GOAL OF THE EXERCISE
Search the records for the string "once" and copy every line where it turns up.

[Stored items]

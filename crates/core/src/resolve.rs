//! Barcode and selling-price resolution for a batch of items.
//!
//! Each table is queried once per batch with the whole key set, so the
//! number of store round-trips does not grow with the batch size.

use std::collections::{BTreeMap, HashMap};

use chrono::NaiveDate;
use rust_decimal::Decimal;
use serde::{Deserialize, Serialize};

use crate::config::{PriceMode, ResolverConfig};
use crate::item_codes::ItemCodes;
use crate::store::{RecordStore, StoreError};

/// What a label shows for one item.
#[derive(Debug, Clone, Serialize, Deserialize, PartialEq, Eq)]
pub struct ItemDetails {
    /// Barcode to print; the item code when the item has none.
    pub barcode: String,
    /// Selling price to print.
    pub price: Decimal,
}

/// Resolves display barcodes and prices against a [`RecordStore`].
#[derive(Debug)]
pub struct Resolver<'a, S: ?Sized> {
    store: &'a S,
    config: &'a ResolverConfig,
}

impl<'a, S: RecordStore + ?Sized> Resolver<'a, S> {
    /// Create a resolver over `store`.
    pub fn new(store: &'a S, config: &'a ResolverConfig) -> Self {
        Self { store, config }
    }

    /// Resolve barcode and price for every requested item.
    ///
    /// `price_list` overrides the configured default. Every normalized code
    /// appears exactly once in the result. An empty request returns an empty
    /// map without touching the store.
    pub fn resolve_items(
        &self,
        item_codes: &ItemCodes,
        price_list: Option<&str>,
    ) -> Result<BTreeMap<String, ItemDetails>, StoreError> {
        let codes = item_codes.normalized();
        if codes.is_empty() {
            return Ok(BTreeMap::new());
        }

        let price_list = price_list
            .map(str::trim)
            .filter(|p| !p.is_empty())
            .unwrap_or(self.config.default_price_list.as_str());

        let _span = tracing::debug_span!("resolve_items", items = codes.len(), price_list).entered();

        let mut prices = match self.config.price_mode {
            PriceMode::PriceList => self.latest_selling_prices(&codes, price_list)?,
            PriceMode::StandardRate => HashMap::new(),
        };

        let unpriced: Vec<String> = codes
            .iter()
            .filter(|c| !prices.contains_key(c.as_str()))
            .cloned()
            .collect();
        if !unpriced.is_empty() {
            tracing::debug!(count = unpriced.len(), "falling back to standard rates");
            for row in self.store.query_standard_rates(&unpriced)? {
                prices
                    .entry(row.item_code)
                    .or_insert(row.standard_rate.unwrap_or(Decimal::ZERO));
            }
        }

        let barcodes = self.first_barcodes(&codes)?;

        Ok(codes
            .into_iter()
            .map(|code| {
                let details = ItemDetails {
                    barcode: barcodes.get(&code).cloned().unwrap_or_else(|| code.clone()),
                    price: prices.get(&code).copied().unwrap_or(Decimal::ZERO),
                };
                (code, details)
            })
            .collect())
    }

    /// Resolve the authoritative barcode of each item that has one.
    ///
    /// Items without barcode rows are left out.
    pub fn resolve_barcodes(
        &self,
        item_codes: &ItemCodes,
    ) -> Result<BTreeMap<String, String>, StoreError> {
        let codes = item_codes.normalized();
        if codes.is_empty() {
            return Ok(BTreeMap::new());
        }
        Ok(self.first_barcodes(&codes)?.into_iter().collect())
    }

    /// Lowest-`idx` barcode per item; the first row wins a tie.
    fn first_barcodes(&self, codes: &[String]) -> Result<HashMap<String, String>, StoreError> {
        let mut best: HashMap<String, (i64, String)> = HashMap::new();
        for row in self.store.query_barcodes_by_parents(codes)? {
            match best.get(&row.parent) {
                Some((idx, _)) if *idx <= row.idx => {}
                _ => {
                    best.insert(row.parent, (row.idx, row.barcode));
                }
            }
        }
        Ok(best
            .into_iter()
            .map(|(parent, (_, barcode))| (parent, barcode))
            .collect())
    }

    /// Latest-dated selling price per item; the first row wins a tie.
    fn latest_selling_prices(
        &self,
        codes: &[String],
        price_list: &str,
    ) -> Result<HashMap<String, Decimal>, StoreError> {
        let mut latest: HashMap<String, (Option<NaiveDate>, Decimal)> = HashMap::new();
        for row in self.store.query_selling_prices(codes, price_list)? {
            let rate = row.rate.unwrap_or(Decimal::ZERO);
            match latest.get(&row.item_code) {
                Some((valid_from, _)) if *valid_from >= row.valid_from => {}
                _ => {
                    latest.insert(row.item_code, (row.valid_from, rate));
                }
            }
        }
        Ok(latest
            .into_iter()
            .map(|(code, (_, rate))| (code, rate))
            .collect())
    }
}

COMPLETED TASK
//! Each table is queried once per batch with the whole key set, so the
    /// appears exactly once in the result. An empty request returns an empty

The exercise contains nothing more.